mod error;
mod model;

use crate::error::UpdaterError;
use crate::model::{BuildingSite, LotPoint};
use shared::error::InitializationError;
use shared::geo::Coordinate;
use shared::mapbox::MatrixClient;
use shared::mapbox::matrix::{RouteLeg, TravelProfile};
use shared::{initialize_db, load_config};
use sqlx::{Pool, Postgres};
use std::time::Duration;
use tokio::time::sleep;
use tracing::{info, warn};
use tracing_subscriber::EnvFilter;
use uuid::Uuid;

/// Pause between buildings to stay inside the provider's rate limits.
const INTER_BUILDING_DELAY: Duration = Duration::from_secs(1);

#[tokio::main]
async fn main() -> Result<(), UpdaterError> {
    let subscriber = tracing_subscriber::fmt()
        .compact()
        .with_file(true)
        .with_line_number(true)
        .with_env_filter(EnvFilter::from_default_env())
        .finish();

    tracing::subscriber::set_global_default(subscriber).map_err(InitializationError::Tracing)?;

    let config = load_config().map_err(InitializationError::from)?;
    let mapbox = config
        .mapbox
        .clone()
        .ok_or(InitializationError::MissingConfigSection("mapbox"))?;
    let matrix = MatrixClient::new(&mapbox)?;
    let pool = initialize_db(&config.postgres, true).await?;

    let buildings = sqlx::query_as::<_, BuildingSite>(
        "SELECT id, nickname, latitude, longitude FROM buildings ORDER BY nickname",
    )
    .fetch_all(&pool)
    .await?;

    let lots = sqlx::query_as::<_, LotPoint>(
        r"
        SELECT id, latitude, longitude
        FROM parking_lots
        WHERE latitude IS NOT NULL AND longitude IS NOT NULL
        ORDER BY name
        ",
    )
    .fetch_all(&pool)
    .await?;

    if lots.is_empty() {
        info!("no parking lots with coordinates, nothing to refresh");
        return Ok(());
    }

    info!(
        buildings = buildings.len(),
        lots = lots.len(),
        pairs = buildings.len() * lots.len(),
        "refreshing precomputed distances"
    );

    let destinations: Vec<Coordinate> = lots
        .iter()
        .map(|lot| Coordinate::new(lot.latitude, lot.longitude))
        .collect();

    let mut failed: Vec<String> = Vec::new();
    for building in &buildings {
        let origin = Coordinate::new(building.latitude, building.longitude);

        // Walking profile: these rows serve building-to-lot estimates for
        // people leaving a class.
        let legs = match matrix
            .resolve_routes(origin, &destinations, TravelProfile::Walking)
            .await
        {
            Ok(legs) => legs,
            Err(e) => {
                warn!(
                    error = ?e,
                    building = building.nickname,
                    "matrix lookup failed, skipping building"
                );
                failed.push(building.nickname.clone());
                continue;
            }
        };

        store_building_distances(&pool, building.id, &lots, &legs).await?;
        info!(
            building = building.nickname,
            distances = legs.len(),
            "saved distances"
        );

        sleep(INTER_BUILDING_DELAY).await;
    }

    if failed.is_empty() {
        info!("distance refresh complete");
    } else {
        warn!(buildings = ?failed, "distance refresh complete with failed buildings");
    }

    Ok(())
}

async fn store_building_distances(
    pool: &Pool<Postgres>,
    building_id: Uuid,
    lots: &[LotPoint],
    legs: &[RouteLeg],
) -> Result<(), UpdaterError> {
    let mut tx = pool.begin().await?;
    for (lot, leg) in lots.iter().zip(legs) {
        sqlx::query(
            r"
            INSERT INTO lot_building_distances (id, lot_id, building_id, distance_miles, duration_minutes)
            VALUES ($1, $2, $3, $4, $5)
            ON CONFLICT (lot_id, building_id) DO UPDATE
            SET distance_miles = EXCLUDED.distance_miles,
                duration_minutes = EXCLUDED.duration_minutes,
                updated_at = now()
            ",
        )
        .bind(Uuid::now_v7())
        .bind(lot.id)
        .bind(building_id)
        .bind(round3(leg.distance_miles))
        .bind(leg.duration_minutes)
        .execute(tx.as_mut())
        .await?;
    }
    tx.commit().await?;
    Ok(())
}

/// Storage precision for the distance column.
fn round3(value: f64) -> f64 {
    (value * 1000.0).round() / 1000.0
}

□ □ □ □ □

** EXERCISE PROMPT **
The expected result is every line from the material above that includes "mapbox".

** ANSWER TO THIS TASK **
use shared::mapbox::MatrixClient;
use shared::mapbox::matrix::{RouteLeg, TravelProfile};
    let mapbox = config
        .mapbox
        .ok_or(InitializationError::MissingConfigSection("mapbox"))?;
    let matrix = MatrixClient::new(&mapbox)?;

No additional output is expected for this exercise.